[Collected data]
━━━━━━━━━━━━━━━━━━━━

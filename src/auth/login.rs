//! Login orchestration.
//!
//! # Responsibilities
//! - Fetch the user's profile through the circuit breaker
//! - Check the username/secret pair against the trusted credential set
//! - Collapse every dependency failure into one opaque error
//!
//! # Design Decisions
//! - The profile fetch runs before the credential check on every attempt, so
//!   an unreachable users API denies all logins (fail-secure)
//! - An identity is returned only after a fresh fetch AND a credential match
//! - Breaker rejections and fetch errors look identical to the caller

use thiserror::Error;

use crate::auth::credentials::CredentialSet;
use crate::observability::metrics;
use crate::resilience::circuit_breaker::CircuitBreaker;
use crate::resilience::timeouts::RequestContext;
use crate::users_api::client::ProfileFetcher;
use crate::users_api::types::Identity;

/// Externally visible login failure.
#[derive(Debug, Error, Clone, Copy, PartialEq, Eq)]
pub enum LoginError {
    #[error("wrong credentials")]
    WrongCredentials,

    #[error("authentication service unavailable")]
    ServiceUnavailable,
}

impl LoginError {
    /// Label used for the login outcome metric.
    pub fn as_outcome(&self) -> &'static str {
        match self {
            LoginError::WrongCredentials => "wrong_credentials",
            LoginError::ServiceUnavailable => "unavailable",
        }
    }
}

/// Entry point for authenticating a user.
#[derive(Debug)]
pub struct LoginService {
    fetcher: ProfileFetcher,
    breaker: CircuitBreaker,
    credentials: CredentialSet,
}

impl LoginService {
    pub fn new(fetcher: ProfileFetcher, breaker: CircuitBreaker, credentials: CredentialSet) -> Self {
        Self {
            fetcher,
            breaker,
            credentials,
        }
    }

    /// Breaker guarding the users API, for health reporting.
    pub fn breaker(&self) -> &CircuitBreaker {
        &self.breaker
    }

    /// Authenticate `username` with `secret`.
    pub async fn login(
        &self,
        ctx: &RequestContext,
        username: &str,
        secret: &str,
    ) -> Result<Identity, LoginError> {
        let result = self.authenticate(ctx, username, secret).await;
        metrics::record_login(match &result {
            Ok(_) => "success",
            Err(e) => e.as_outcome(),
        });
        result
    }

    async fn authenticate(
        &self,
        ctx: &RequestContext,
        username: &str,
        secret: &str,
    ) -> Result<Identity, LoginError> {
        let identity = match self
            .breaker
            .call(|| self.fetcher.fetch_profile(ctx, username))
            .await
        {
            Ok(identity) => identity,
            Err(e) if e.is_rejection() => {
                tracing::warn!(
                    target: "security",
                    username,
                    breaker = self.breaker.name(),
                    reason = %e,
                    "Circuit breaker rejected users API call, denying login"
                );
                return Err(LoginError::ServiceUnavailable);
            }
            Err(e) => {
                tracing::warn!(username, error = %e, "Users API call failed, denying login");
                return Err(LoginError::ServiceUnavailable);
            }
        };

        if !self.credentials.contains(username, secret) {
            tracing::info!(username, "Wrong credentials");
            return Err(LoginError::WrongCredentials);
        }

        tracing::debug!(username, role = %identity.role, "Login succeeded");
        Ok(identity)
    }
}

━━━━━━━━━━━━━━━━━━━━

> TASK STATEMENT
Could you output every entry above exactly as it stands?

> THE COMPLETED TASK
filename src/auth/login.rs
//! Login orchestration.
//!
//! # Responsibilities
//! - Fetch the user's profile through the circuit breaker
//! - Check the username/secret pair against the trusted credential set
//! - Collapse every dependency failure into one opaque error
//!
//! # Design Decisions
//! - The profile fetch runs before the credential check on every attempt, so
//!   an unreachable users API denies all logins (fail-secure)
//! - An identity is returned only after a fresh fetch AND a credential match
//! - Breaker rejections and fetch errors look identical to the caller

use thiserror::Error;

use crate::auth::credentials::CredentialSet;
use crate::observability::metrics;
use crate::resilience::circuit_breaker::CircuitBreaker;
use crate::resilience::timeouts::RequestContext;
use crate::users_api::client::ProfileFetcher;
use crate::users_api::types::Identity;

/// Externally visible login failure.
#[derive(Debug, Error, Clone, Copy, PartialEq, Eq)]
pub enum LoginError {
    #[error("wrong credentials")]
    WrongCredentials,

    #[error("authentication service unavailable")]
    ServiceUnavailable,
}

impl LoginError {
    /// Label used for the login outcome metric.
    pub fn as_outcome(&self) -> &'static str {
        match self {
            LoginError::WrongCredentials => "wrong_credentials",
            LoginError::ServiceUnavailable => "unavailable",
        }
    }
}

/// Entry point for authenticating a user.
#[derive(Debug)]
pub struct LoginService {
    fetcher: ProfileFetcher,
    breaker: CircuitBreaker,
    credentials: CredentialSet,
}

impl LoginService {
    pub fn new(fetcher: ProfileFetcher, breaker: CircuitBreaker, credentials: CredentialSet) -> Self {
        Self {
            fetcher,
            breaker,
            credentials,
        }
    }

    /// Breaker guarding the users API, for health reporting.
    pub fn breaker(&self) -> &CircuitBreaker {
        &self.breaker
    }

    /// Authenticate `username` with `secret`.
    pub async fn login(
        &self,
        ctx: &RequestContext,
        username: &str,
        secret: &str,
    ) -> Result<Identity, LoginError> {
        let result = self.authenticate(ctx, username, secret).await;
        metrics::record_login(match &result {
            Ok(_) => "success",
            Err(e) => e.as_outcome(),
        });
        result
    }

    async fn authenticate(
        &self,
        ctx: &RequestContext,
        username: &str,
        secret: &str,
    ) -> Result<Identity, LoginError> {
        let identity = match self
            .breaker
            .call(|| self.fetcher.fetch_profile(ctx, username))
            .await
        {
            Ok(identity) => identity,
            Err(e) if e.is_rejection() => {
                tracing::warn!(
                    target: "security",
                    username,
                    breaker = self.breaker.name(),
                    reason = %e,
                    "Circuit breaker rejected users API call, denying login"
                );
                return Err(LoginError::ServiceUnavailable);
            }
            Err(e) => {
                tracing::warn!(username, error = %e, "Users API call failed, denying login");
                return Err(LoginError::ServiceUnavailable);
            }
        };

        if !self.credentials.contains(username, secret) {
            tracing::info!(username, "Wrong credentials");
            return Err(LoginError::WrongCredentials);
        }

        tracing::debug!(username, role = %identity.role, "Login succeeded");
        Ok(identity)
    }
}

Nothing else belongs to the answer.